OpenAI Finetuned Model

Last summer, I completed an internship at Ascribe Marketing Inc, where I was able to both expand my expertise in AI and fulfill an important commercial goal. Ascribe, an Ottawa-based content agency that helps companies produce whitepapers, reports, and company announcements, was concerned by the potential impact of procedurally-generated writing (particularly by OpenAI’s ChatGPT) on their business. I was given the task of creating a GPT fine-tuned model that would rewrite such documents in a specified tone of voice, such as “professional”, “friendly”, or “concise”.

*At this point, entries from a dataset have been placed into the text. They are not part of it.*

//! The activation scheduler of spec.md §4.7: "a single prioritised timer
//! queue ordered by scheduled TAI time. Tie-break by resource id, then by
//! request arrival order."

use std::cmp::Reverse;
use std::collections::BinaryHeap;
use std::sync::atomic::{AtomicU64, Ordering};
use std::sync::Arc;

use nmos_core::{Clock, ResourceId, ResourceStore, ShutdownToken, TaiTimestamp};
use parking_lot::Mutex;
use tokio::sync::Notify;

use crate::callbacks::{AutoResolver, TransportfileSetter};
use crate::connection_resource::ConnectionResourceKind;
use crate::store::ConnectionStore;

#[derive(Clone, Debug, Eq, PartialEq)]
struct ScheduledEntry {
    fire_time: TaiTimestamp,
    resource_id: ResourceId,
    arrival_seq: u64,
    generation: u64,
}

impl Ord for ScheduledEntry {
    fn cmp(&self, other: &Self) -> std::cmp::Ordering {
        (self.fire_time, self.resource_id, self.arrival_seq).cmp(&(
            other.fire_time,
            other.resource_id,
            other.arrival_seq,
        ))
    }
}

impl PartialOrd for ScheduledEntry {
    fn partial_cmp(&self, other: &Self) -> Option<std::cmp::Ordering> {
        Some(self.cmp(other))
    }
}

/// Drives activations for every Sender/Receiver's [`crate::connection_resource::ConnectionResource`].
/// One instance per Node (or per Node/Registry test harness); [`Self::run`]
/// should be spawned as its own long-lived task (spec.md §5).
pub struct ActivationScheduler {
    connections: Arc<ConnectionStore>,
    resources: ResourceStore,
    auto_resolver: Arc<dyn AutoResolver>,
    transportfile_setter: Arc<dyn TransportfileSetter>,
    clock: Arc<dyn Clock>,
    queue: Mutex<BinaryHeap<Reverse<ScheduledEntry>>>,
    wake: Notify,
    arrival_counter: AtomicU64,
}

impl ActivationScheduler {
    pub fn new(
        connections: Arc<ConnectionStore>,
        resources: ResourceStore,
        auto_resolver: Arc<dyn AutoResolver>,
        transportfile_setter: Arc<dyn TransportfileSetter>,
        clock: Arc<dyn Clock>,
    ) -> Self {
        Self {
            connections,
            resources,
            auto_resolver,
            transportfile_setter,
            clock,
            queue: Mutex::new(BinaryHeap::new()),
            wake: Notify::new(),
            arrival_counter: AtomicU64::new(0),
        }
    }

    /// Queue an activation for `resource_id` to fire at `fire_time`.
    /// Immediate activations (spec.md §4.7: "Immediate activations
    /// bypass the queue but obey the same steps") should call
    /// [`Self::fire_now`] directly instead of this.
    pub fn schedule(&self, resource_id: ResourceId, fire_time: TaiTimestamp) {
        let Some(generation) = self.connections.generation(resource_id) else {
            return;
        };
        let arrival_seq = self.arrival_counter.fetch_add(1, Ordering::Relaxed);
        self.queue.lock().push(Reverse(ScheduledEntry {
            fire_time,
            resource_id,
            arrival_seq,
            generation,
        }));
        self.wake.notify_one();
    }

    /// Fire an `activate_immediate` activation right away, bypassing the
    /// timer queue but running the identical sequence as a scheduled fire.
    pub async fn fire_now(&self, resource_id: ResourceId) {
        self.fire(resource_id).await;
    }

    /// Run the scheduler loop until `shutdown` is signalled. Every wait
    /// (the sleep until the next fire time) is woken early by a new
    /// `schedule()` call or by shutdown, per spec.md §5.
    pub async fn run(&self, shutdown: ShutdownToken) {
        loop {
            let next_wait = {
                let queue = self.queue.lock();
                queue.peek().map(|Reverse(e)| e.fire_time)
            };

            let wait_fut = async {
                match next_wait {
                    Some(fire_time) => self.clock.sleep_until(fire_time).await,
                    None => std::future::pending::<()>().await,
                }
            };

            tokio::select! {
                _ = shutdown.cancelled() => {
                    tracing::info!("activation scheduler shutting down");
                    return;
                }
                _ = wait_fut => {}
                _ = self.wake.notified() => {
                    // A new entry may have landed ahead of whatever we
                    // were waiting on; loop back and recompute next_wait.
                    continue;
                }
            }

            self.drain_due().await;
        }
    }

    async fn drain_due(&self) {
        let now = self.clock.now();
        loop {
            let due = {
                let mut queue = self.queue.lock();
                match queue.peek() {
                    Some(Reverse(entry)) if entry.fire_time <= now => queue.pop().map(|Reverse(e)| e),
                    _ => None,
                }
            };
            let Some(entry) = due else { break };

            let current_generation = self.connections.generation(entry.resource_id);
            if current_generation != Some(entry.generation) {
                tracing::debug!(resource = %entry.resource_id, "scheduled activation superseded or cancelled");
                continue;
            }
            self.fire(entry.resource_id).await;
        }
    }

    /// The firing sequence of spec.md §4.7 steps 2-6, shared by scheduled
    /// and immediate activations.
    async fn fire(&self, resource_id: ResourceId) {
        let Some(staged_params) = self.connections.staged_transport_params(resource_id) else {
            return;
        };
        let Some(resource) = self.resources.find(resource_id) else {
            tracing::warn!(resource = %resource_id, "activation fired for a resource no longer in the store");
            return;
        };
        let kind = self.connections.kind(resource_id);

        // Step 2: auto-resolve "auto" placeholders, without the
        // connection lock held (spec.md §5: no I/O across a held lock).
        let resolved = self.auto_resolver.resolve(&resource, staged_params).await;

        match resolved {
            Ok(resolved_params) => {
                // Steps 3 + 6: copy staged into active (with the resolved
                // params substituted) and clear the staged activation.
                let commit_result = self.connections.with_mut(resource_id, |cr| {
                    cr.commit_activation(resolved_params.clone());
                    Ok(())
                });
                if commit_result.is_err() {
                    return;
                }
                // Step 4: rebuild the SDP for Senders only.
                if kind == Some(ConnectionResourceKind::Sender) {
                    if let Some(active) = self.connections.active_snapshot(resource_id) {
                        match self.transportfile_setter.set_transportfile(&resource, &active).await {
                            Ok(sdp) => {
                                let _ = self.connections.with_mut(resource_id, |cr| {
                                    cr.set_transportfile(sdp);
                                    Ok(())
                                });
                            }
                            Err(err) => {
                                tracing::warn!(resource = %resource_id, error = %err, "transportfile-setter failed after activation");
                            }
                        }
                    }
                }
                // Step 5: bump the resource version so subscribers see a
                // change grain. The main envelope's JSON is untouched —
                // connection state lives in `ConnectionStore` — so the
                // mutator is a no-op; `modify` still stamps a fresh
                // version and broadcasts.
                if let Err(err) = self.resources.modify(resource_id, |_| Ok(())) {
                    tracing::warn!(resource = %resource_id, error = %err, "failed to bump version after activation");
                }
            }
            Err(err) => {
                tracing::warn!(resource = %resource_id, error = %err, "auto-resolver failed, activation aborted");
                // §8 atomicity: `active` is left untouched; `staged`'s
                // activation request is still cleared so a failed
                // activation doesn't silently retry forever.
                let _ = self.connections.with_mut(resource_id, |cr| {
                    cr.clear_activation();
                    Ok(())
                });
            }
        }
    }
}
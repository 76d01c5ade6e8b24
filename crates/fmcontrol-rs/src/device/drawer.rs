use super::{Device, LogicalDevice};
use crate::engine::StateKind;
use crate::event::{Event, EventKind};
use crate::fm::SharedFm;
use crate::sequence::{LedSequence, MotionBlock, RfidRead, StepperInit};
use crate::types::{
    ReturnCode, C_LED_OUTPUT_OFF, C_LED_OUTPUT_ON, C_RFID_DEFAULT_ADDRESS,
    C_RFID_DEFAULT_PASSWORD,
};
use alloc::boxed::Box;
use alloc::string::String;
use alloc::vec::Vec;

/// Function-module endpoints of one drawer assembly.
pub struct DrawerFunctionModules {
    /// Stepper motor driving the drawer.
    pub motor: SharedFm,
    /// Green status LED output channel.
    pub led_green: SharedFm,
    /// Red status LED output channel.
    pub led_red: SharedFm,
    /// RFID reader for the rack tag.
    pub rfid: SharedFm,
}

/// Drawer assembly: stepper motion, status LEDs and a rack RFID reader.
///
/// `Initializing` homes the stepper and then drives the LEDs to the ready
/// pattern. `Working` runs two parallel regions: the rack tag reader and the
/// motion block machine, each independently operable.
pub struct Drawer {
    device: Device,
}

impl Drawer {
    /// Motor endpoint channel used for the homing conversation.
    const MOTOR_CHANNEL: u8 = 0;

    pub fn new(fms: DrawerFunctionModules) -> Self {
        let mut device = Device::new("Drawer");
        device.noop_configuring_chain();

        // Initializing: home the stepper, then signal ready on the LEDs.
        let stepper = StepperInit::new(fms.motor.clone(), Self::MOTOR_CHANNEL);
        let ready_leds = LedSequence::new(
            fms.led_green.clone(),
            fms.led_red.clone(),
            C_LED_OUTPUT_ON,
            C_LED_OUTPUT_OFF,
        );
        let initializing = device.lifecycle.initializing;
        let init_done = device
            .machine
            .add_state("InitDone", StateKind::Final, Some(initializing));
        let led_entry = ready_leds.install(&mut device.machine, initializing, init_done, "Init", None);
        let led_kick = ready_leds.clone();
        let stepper_entry = stepper.install(
            &mut device.machine,
            initializing,
            led_entry,
            Some(Box::new(move |outbox| led_kick.kick(outbox))),
        );
        device.machine.set_initial(initializing, stepper_entry);
        device.forward_init_led_errors();

        let stepper_kick = stepper.clone();
        device.connect_initialize(Box::new(move |outbox, _| {
            stepper_kick.kick(outbox);
            true
        }));

        // Working: rack tag reading and motion blocking run concurrently.
        let working = device.lifecycle.working;
        let rfid_region = device
            .machine
            .add_state("RfidRead", StateKind::Exclusive, Some(working));
        RfidRead::new(
            fms.rfid.clone(),
            C_RFID_DEFAULT_PASSWORD,
            C_RFID_DEFAULT_ADDRESS,
        )
        .install(&mut device, rfid_region);

        let motion_region = device
            .machine
            .add_state("Motion", StateKind::Exclusive, Some(working));
        let block_leds = LedSequence::new(
            fms.led_green.clone(),
            fms.led_red.clone(),
            C_LED_OUTPUT_OFF,
            C_LED_OUTPUT_ON,
        );
        let unblock_leds = LedSequence::new(
            fms.led_green,
            fms.led_red,
            C_LED_OUTPUT_ON,
            C_LED_OUTPUT_OFF,
        );
        MotionBlock::new(block_leds, unblock_leds).install(&mut device, motion_region);

        // Requests arriving before Working are answered negatively.
        let init = device.lifecycle.init;
        device.install_nack(init, EventKind::ReadRackRfid, |event| {
            let channel = match event {
                Event::ReadRackRfid { channel } => *channel,
                _ => 0,
            };
            Event::ReportReadRackRfid {
                status: ReturnCode::InvalidState,
                channel,
                uid: 0,
                data: 0,
            }
        });
        device.install_nack(init, EventKind::Block, |_| Event::ReportBlock {
            status: ReturnCode::InvalidState,
        });
        device.install_nack(init, EventKind::Unblock, |_| Event::ReportUnblock {
            status: ReturnCode::InvalidState,
        });

        device.start_machine();
        Self { device }
    }
}

impl LogicalDevice for Drawer {
    fn raise(&mut self, event: Event) {
        self.device.raise(event);
    }

    fn poll_response(&mut self) -> Option<Event> {
        self.device.poll_response()
    }

    fn take_responses(&mut self) -> Vec<Event> {
        self.device.take_responses()
    }

    fn active_state_names(&self) -> Vec<String> {
        self.device.active_state_names()
    }

    fn is_degraded(&self) -> bool {
        self.device.is_degraded()
    }
}
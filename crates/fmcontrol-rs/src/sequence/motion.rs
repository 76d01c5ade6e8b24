use super::LedSequence;
use crate::device::Device;
use crate::engine::{StateId, StateKind};
use crate::event::{Event, EventKind};
use crate::types::ReturnCode;
use alloc::boxed::Box;

/// Motion block/unblock sub-machine.
///
/// `Closed --Block--> Blocking --done--> Blocked --Unblock--> Unblocking
/// --done--> Closed`. Both directions delegate their signaling to a nested
/// [`LedSequence`]; its completion maps to success and its `LedError` maps to
/// a failure response. The two directions intentionally have different
/// failure landing states: an error while blocking returns to `Closed`, an
/// error while unblocking returns to `Blocked`, resolving "we don't know if
/// the physical motion happened" toward the safer assumed position.
pub struct MotionBlock {
    block_seq: LedSequence,
    unblock_seq: LedSequence,
}

impl MotionBlock {
    pub fn new(block_seq: LedSequence, unblock_seq: LedSequence) -> Self {
        Self {
            block_seq,
            unblock_seq,
        }
    }

    /// Grafts the sub-machine into `region` (an `Exclusive` composite inside
    /// the owning device's `Working` state) and installs the region's own
    /// default-rejection transitions for `Block`/`Unblock`.
    pub fn install(&self, device: &mut Device, region: StateId) {
        let machine = &mut device.machine;
        let closed = machine.add_state("MotionClosed", StateKind::Simple, Some(region));
        let blocking = machine.add_state("MotionBlocking", StateKind::Exclusive, Some(region));
        let blocked = machine.add_state("MotionBlocked", StateKind::Simple, Some(region));
        let unblocking = machine.add_state("MotionUnblocking", StateKind::Exclusive, Some(region));
        machine.set_initial(region, closed);

        let blocking_done = machine.add_state("BlockingDone", StateKind::Final, Some(blocking));
        let entry = self
            .block_seq
            .install(machine, blocking, blocking_done, "Blocking", None);
        machine.set_initial(blocking, entry);

        let unblocking_done =
            machine.add_state("UnblockingDone", StateKind::Final, Some(unblocking));
        let entry = self
            .unblock_seq
            .install(machine, unblocking, unblocking_done, "Unblocking", None);
        machine.set_initial(unblocking, entry);

        let seq = self.block_seq.clone();
        machine.add_transition(
            closed,
            EventKind::Block,
            Some(blocking),
            Some(Box::new(move |outbox, _| {
                seq.kick(outbox);
                true
            })),
        );
        machine.add_transition(
            blocking,
            EventKind::RegionFinished,
            Some(blocked),
            Some(Box::new(|outbox, _| {
                outbox.emit(Event::ReportBlock {
                    status: ReturnCode::Ok,
                });
                true
            })),
        );
        machine.add_transition(
            blocking,
            EventKind::LedError,
            Some(closed),
            Some(Box::new(|outbox, event| {
                let Event::LedError { code } = event else {
                    return false;
                };
                outbox.emit(Event::ReportBlock { status: *code });
                true
            })),
        );

        let seq = self.unblock_seq.clone();
        machine.add_transition(
            blocked,
            EventKind::Unblock,
            Some(unblocking),
            Some(Box::new(move |outbox, _| {
                seq.kick(outbox);
                true
            })),
        );
        machine.add_transition(
            unblocking,
            EventKind::RegionFinished,
            Some(closed),
            Some(Box::new(|outbox, _| {
                outbox.emit(Event::ReportUnblock {
                    status: ReturnCode::Ok,
                });
                true
            })),
        );
        machine.add_transition(
            unblocking,
            EventKind::LedError,
            Some(blocked),
            Some(Box::new(|outbox, event| {
                let Event::LedError { code } = event else {
                    return false;
                };
                outbox.emit(Event::ReportUnblock { status: *code });
                true
            })),
        );

        // Block in Blocking/Blocked/Unblocking and Unblock anywhere but
        // Blocked are answered negatively at the region level.
        device.install_nack(region, EventKind::Block, |_| Event::ReportBlock {
            status: ReturnCode::InvalidState,
        });
        device.install_nack(region, EventKind::Unblock, |_| Event::ReportUnblock {
            status: ReturnCode::InvalidState,
        });
    }
}
use super::ChainAction;
use crate::engine::{Outbox, StateId, StateKind, StateMachine};
use crate::event::{Event, EventKind};
use crate::fm::SharedFm;
use alloc::boxed::Box;
use alloc::format;

/// Two-step LED output sequence: drive the green channel, await its
/// acknowledgment, drive the red channel, await its acknowledgment.
///
/// The target values are supplied by the constructor, so the same chain shape
/// expresses "signal ready" (green on, red off) as well as "signal blocked"
/// (green off, red on). Any acknowledgment carrying a non-success status
/// raises `LedError(code)` instead of advancing; the enclosing machine
/// decides where that error lands.
#[derive(Clone)]
pub struct LedSequence {
    green: SharedFm,
    red: SharedFm,
    green_value: u16,
    red_value: u16,
}

impl LedSequence {
    pub fn new(green: SharedFm, red: SharedFm, green_value: u16, red_value: u16) -> Self {
        Self {
            green,
            red,
            green_value,
            red_value,
        }
    }

    /// Issues the first request of the chain. A synchronously rejected
    /// request raises `LedError` so the enclosing machine converges on its
    /// error path instead of parking forever.
    pub fn kick(&self, outbox: &mut Outbox) {
        let code = self.green.borrow_mut().set_output_value(self.green_value);
        if !code.is_ok() {
            outbox.raise(Event::LedError { code });
        }
    }

    /// Grafts the chain under `parent`: `{prefix}Green --ack--> {prefix}Red
    /// --ack--> done`. Returns the entry state. `on_complete` runs after the
    /// last successful acknowledgment, before the transition to `done`.
    pub fn install(
        &self,
        machine: &mut StateMachine,
        parent: StateId,
        done: StateId,
        prefix: &str,
        mut on_complete: Option<ChainAction>,
    ) -> StateId {
        let green_wait =
            machine.add_state(&format!("{prefix}Green"), StateKind::Simple, Some(parent));
        let red_wait = machine.add_state(&format!("{prefix}Red"), StateKind::Simple, Some(parent));

        let seq = self.clone();
        machine.add_transition(
            green_wait,
            EventKind::ReportActOutputValue,
            Some(red_wait),
            Some(Box::new(move |outbox, event| {
                let Event::ReportActOutputValue { status, .. } = event else {
                    return false;
                };
                if !status.is_ok() {
                    outbox.raise(Event::LedError { code: *status });
                    return false;
                }
                let code = seq.red.borrow_mut().set_output_value(seq.red_value);
                if !code.is_ok() {
                    outbox.raise(Event::LedError { code });
                    return false;
                }
                true
            })),
        );

        machine.add_transition(
            red_wait,
            EventKind::ReportActOutputValue,
            Some(done),
            Some(Box::new(move |outbox, event| {
                let Event::ReportActOutputValue { status, .. } = event else {
                    return false;
                };
                if !status.is_ok() {
                    outbox.raise(Event::LedError { code: *status });
                    return false;
                }
                if let Some(action) = on_complete.as_mut() {
                    action(outbox);
                }
                true
            })),
        );

        green_wait
    }
}

#[cfg(test)]
mod tests {
    use super::*;
    use crate::fm::MockFunctionModule;
    use crate::types::{InstanceId, ReturnCode, C_LED_OUTPUT_OFF, C_LED_OUTPUT_ON};
    use alloc::rc::Rc;
    use core::cell::RefCell;

    fn ack(status: ReturnCode) -> Event {
        Event::ReportActOutputValue {
            instance: InstanceId(0),
            status,
            value: 0,
        }
    }

    fn chain() -> (StateMachine, StateId, StateId, Outbox) {
        let green = Rc::new(RefCell::new(MockFunctionModule::new(InstanceId(1))));
        let red = Rc::new(RefCell::new(MockFunctionModule::new(InstanceId(2))));
        let seq = LedSequence::new(green, red, C_LED_OUTPUT_ON, C_LED_OUTPUT_OFF);

        let mut machine = StateMachine::new();
        let root = machine.add_state("Root", StateKind::Exclusive, None);
        let done = machine.add_state("Done", StateKind::Simple, Some(root));
        let entry = seq.install(&mut machine, root, done, "Test", None);
        machine.set_initial(root, entry);

        let mut outbox = Outbox::new();
        machine.start(&mut outbox).unwrap();
        (machine, entry, done, outbox)
    }

    #[test]
    fn two_successful_acks_complete_the_chain() {
        let (mut machine, _entry, done, mut outbox) = chain();
        machine.dispatch(&mut outbox, &ack(ReturnCode::Ok)).unwrap();
        machine.dispatch(&mut outbox, &ack(ReturnCode::Ok)).unwrap();
        assert!(machine.is_active(done));
        assert_eq!(outbox.pop_raised(), None);
    }

    #[test]
    fn failing_ack_raises_led_error_without_advancing() {
        let (mut machine, entry, done, mut outbox) = chain();
        machine
            .dispatch(&mut outbox, &ack(ReturnCode::Timeout))
            .unwrap();
        assert!(machine.is_active(entry));
        assert!(!machine.is_active(done));
        assert_eq!(
            outbox.pop_raised(),
            Some(Event::LedError {
                code: ReturnCode::Timeout
            })
        );
    }
}
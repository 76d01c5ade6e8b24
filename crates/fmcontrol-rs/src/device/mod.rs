//! Root lifecycle machine shared by every physical assembly.
//!
//! A [`Device`] owns one state-machine instance with the universal lifecycle
//! tree and the default-rejection transitions that guarantee every request is
//! answered. Concrete assemblies ([`Drawer`], [`Hood`]) graft their hardware
//! sub-machines into the `Configuring`/`Initializing`/`Working` composites.

pub mod drawer;
pub mod hood;

pub use drawer::{Drawer, DrawerFunctionModules};
pub use hood::{Hood, HoodFunctionModules};

use crate::engine::{EngineError, Guard, Outbox, StateId, StateKind, StateMachine};
use crate::event::{Event, EventKind};
use crate::types::ReturnCode;
use alloc::boxed::Box;
use alloc::collections::VecDeque;
use alloc::string::String;
use alloc::vec::Vec;
use log::{debug, error, info, warn};

/// Common request/response surface of every device assembly.
///
/// Used by test harnesses and the task layer above to drive heterogeneous
/// devices uniformly.
pub trait LogicalDevice {
    /// Feeds one request or acknowledgment event into the device.
    fn raise(&mut self, event: Event);
    /// Removes and returns the oldest pending response, if any.
    fn poll_response(&mut self) -> Option<Event>;
    /// Drains all pending responses.
    fn take_responses(&mut self) -> Vec<Event>;
    /// Names of every currently active state, for tests and diagnostics.
    fn active_state_names(&self) -> Vec<String>;
    /// Whether the instance hit an engine-internal fault.
    fn is_degraded(&self) -> bool;
}

/// Handles of the well-known lifecycle states.
#[derive(Debug, Clone, Copy)]
pub struct Lifecycle {
    pub all: StateId,
    pub init: StateId,
    pub start: StateId,
    pub configuring: StateId,
    pub configured: StateId,
    pub initializing: StateId,
    pub working: StateId,
    pub machine_error: StateId,
}

/// Root state machine of one physical assembly.
///
/// Lifecycle: created in `Start`; `Configure` moves to `Configuring`, whose
/// internal chain reaching `Final` auto-advances to `Configured`;
/// `Initialize` (only from `Configured`) moves to `Initializing`, which
/// either completes into `Working` or falls back to `Configured` on
/// `NeedInitialize`. `MachineError` is terminal for the instance and is
/// entered only on an engine-internal consistency fault.
pub struct Device {
    name: &'static str,
    pub(crate) machine: StateMachine,
    pub(crate) outbox: Outbox,
    pub(crate) lifecycle: Lifecycle,
    degraded: bool,
}

impl Device {
    /// Builds the lifecycle skeleton with its universal transitions and the
    /// root-level default-rejection transitions for `Configure` and
    /// `Initialize`.
    pub(crate) fn new(name: &'static str) -> Self {
        info!("[{name}] creating device");
        let mut machine = StateMachine::new();
        let all = machine.add_state("All", StateKind::Exclusive, None);
        let init = machine.add_state("Init", StateKind::Exclusive, Some(all));
        let machine_error = machine.add_state("MachineError", StateKind::Simple, Some(all));
        let start = machine.add_state("Start", StateKind::Simple, Some(init));
        let configuring = machine.add_state("Configuring", StateKind::Exclusive, Some(init));
        let configured = machine.add_state("Configured", StateKind::Simple, Some(init));
        let initializing = machine.add_state("Initializing", StateKind::Exclusive, Some(init));
        let working = machine.add_state("Working", StateKind::Parallel, Some(init));
        machine.set_initial(all, init);
        machine.set_initial(init, start);

        let lifecycle = Lifecycle {
            all,
            init,
            start,
            configuring,
            configured,
            initializing,
            working,
            machine_error,
        };

        machine.add_transition(start, EventKind::Configure, Some(configuring), None);
        machine.add_transition(
            configuring,
            EventKind::RegionFinished,
            Some(configured),
            Some(Box::new(move |outbox, _| {
                outbox.emit(Event::ReportConfigure {
                    status: ReturnCode::Ok,
                });
                true
            })),
        );
        machine.add_transition(
            initializing,
            EventKind::RegionFinished,
            Some(working),
            Some(Box::new(move |outbox, _| {
                outbox.emit(Event::ReportInitialize {
                    status: ReturnCode::Ok,
                });
                true
            })),
        );
        machine.add_transition(
            initializing,
            EventKind::NeedInitialize,
            Some(configured),
            Some(Box::new(move |outbox, event| {
                let Event::NeedInitialize { code } = event else {
                    return false;
                };
                outbox.emit(Event::ReportInitialize { status: *code });
                true
            })),
        );

        let mut device = Self {
            name,
            machine,
            outbox: Outbox::new(),
            lifecycle,
            degraded: false,
        };
        // Wrong-state requests are answered, never silently dropped.
        device.install_nack(all, EventKind::Configure, |_| Event::ReportConfigure {
            status: ReturnCode::InvalidState,
        });
        device.install_nack(all, EventKind::Initialize, |_| Event::ReportInitialize {
            status: ReturnCode::InvalidState,
        });
        device
    }

    /// Installs a default-rejection transition on `state`: an internal
    /// transition that answers the request with a deterministic negative
    /// response built by `respond`.
    pub(crate) fn install_nack(
        &mut self,
        state: StateId,
        kind: EventKind,
        mut respond: impl FnMut(&Event) -> Event + 'static,
    ) {
        let name = self.name;
        self.machine.add_transition(
            state,
            kind,
            None,
            Some(Box::new(move |outbox, event| {
                warn!("[{name}] rejecting {:?} in current state", event.kind());
                outbox.emit(respond(event));
                true
            })),
        );
    }

    /// Installs `Configured --Initialize--> Initializing` with the concrete
    /// device's kick action, which must issue the first hardware request of
    /// the initialization chain.
    pub(crate) fn connect_initialize(&mut self, kick: Guard) {
        let lifecycle = self.lifecycle;
        self.machine.add_transition(
            lifecycle.configured,
            EventKind::Initialize,
            Some(lifecycle.initializing),
            Some(kick),
        );
    }

    /// Gives `Configuring` an immediately-final chain for devices without
    /// configuration hardware.
    pub(crate) fn noop_configuring_chain(&mut self) {
        let configuring = self.lifecycle.configuring;
        let done = self
            .machine
            .add_state("ConfigDone", StateKind::Final, Some(configuring));
        self.machine.set_initial(configuring, done);
    }

    /// Forwards LED-sequence failures inside `Initializing` to the device's
    /// own `NeedInitialize` fallback.
    pub(crate) fn forward_init_led_errors(&mut self) {
        self.machine.add_transition(
            self.lifecycle.initializing,
            EventKind::LedError,
            None,
            Some(Box::new(move |outbox, event| {
                let Event::LedError { code } = event else {
                    return false;
                };
                outbox.raise(Event::NeedInitialize { code: *code });
                true
            })),
        );
    }

    /// Enters the initial configuration (`Start`).
    pub(crate) fn start_machine(&mut self) {
        if let Err(err) = self.machine.start(&mut self.outbox) {
            self.enter_machine_error(err);
        }
    }

    /// Feeds one event into the machine and runs the event loop to
    /// completion: events raised by guards are delivered in arrival order on
    /// subsequent turns, never reentrantly.
    pub fn raise(&mut self, event: Event) {
        if event.is_request() {
            info!("[{}] request {:?}", self.name, event.kind());
        } else {
            debug!("[{}] raise {:?}", self.name, event.kind());
        }
        let mut queue = VecDeque::new();
        queue.push_back(event);
        while let Some(event) = queue.pop_front() {
            let result = self.machine.dispatch(&mut self.outbox, &event);
            while let Some(raised) = self.outbox.pop_raised() {
                queue.push_back(raised);
            }
            if let Err(err) = result {
                self.enter_machine_error(err);
                return;
            }
        }
    }

    /// Removes and returns the oldest pending response, if any.
    pub fn poll_response(&mut self) -> Option<Event> {
        self.outbox.pop_response()
    }

    /// Drains all pending responses.
    pub fn take_responses(&mut self) -> Vec<Event> {
        let mut responses = Vec::with_capacity(self.outbox.response_count());
        while let Some(event) = self.outbox.pop_response() {
            responses.push(event);
        }
        responses
    }

    /// Names of every currently active state, for tests and diagnostics.
    pub fn active_state_names(&self) -> Vec<String> {
        self.machine.active_state_names()
    }

    /// Whether this instance hit an engine-internal fault and is parked in
    /// `MachineError`.
    pub fn is_degraded(&self) -> bool {
        self.degraded
    }

    /// Diagnostic hook for engine-internal consistency faults. The instance
    /// is marked degraded and parked in `MachineError`; event dispatching
    /// elsewhere in the system is unaffected.
    fn enter_machine_error(&mut self, err: EngineError) {
        error!(
            "[{}] engine fault: {err}; active states: {:?}",
            self.name,
            self.machine.active_state_names()
        );
        self.degraded = true;
        if let Err(force_err) = self.machine.force_state(self.lifecycle.machine_error) {
            error!("[{}] could not enter MachineError: {force_err}", self.name);
        }
    }
}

GPT fine-tuned models offer the opportunity to have GPT output content that is heavily influenced by training data selected by the user. By uploading data in a prompt : completion format, the model is trained to respond to the shown types of prompts in a similar way to the provided completions. This process requires interfacing the OpenAI API through Python, a language which I had fortunately already known for a few years. A few issues immediately became apparent upon commencement of the project. The key requirement of creating a strong fine-tuned model, high-quality training data, was initially unavailable to me. To overcome this, I had to manually locate five hundred articles that were written with a highly neutral tone but still had relevant content that would be useful when training a model to rewrite business documents in other styles. After collecting data, I created a training loop that was able to parse and rewrite each article while following a certain prompt, filling out the “completion” part of the prompt : completion training file.

In the end, I was able to present Ascribe with a model that could rewrite text in a professional tone better than ChatGPT could, instructions on how to replicate it in different tones of voice, and a report detailing the process. Ascribe used my findings to assess the future impact of AI on their writing, ultimately deciding that their work still wasn’t at risk of being replaced.


My Simulation Game

Later, I decided to apply my economic knowledge by developing a web game called “Medieval MarketSim” that modeled a fantasy store selling goods. The player’s role as a shopkeeper in a dynamic world allows for both user choices and randomly simulated events to impact the game’s economy. I chose the medieval setting because it allowed me to accurately represent fundamental principles like supply and demand, diminishing returns, and the effects of monopolies. This also helped me avoid the complexity of modern economic phenomena, such as central banks and inflation, which could have detracted from the game's enjoyability. Technologies used in game development include HTML, CSS, Javascript, JQuery, and JSON, some of which I was initially unfamiliar with. The game is a work in progress, and I add to it whenever I have the time.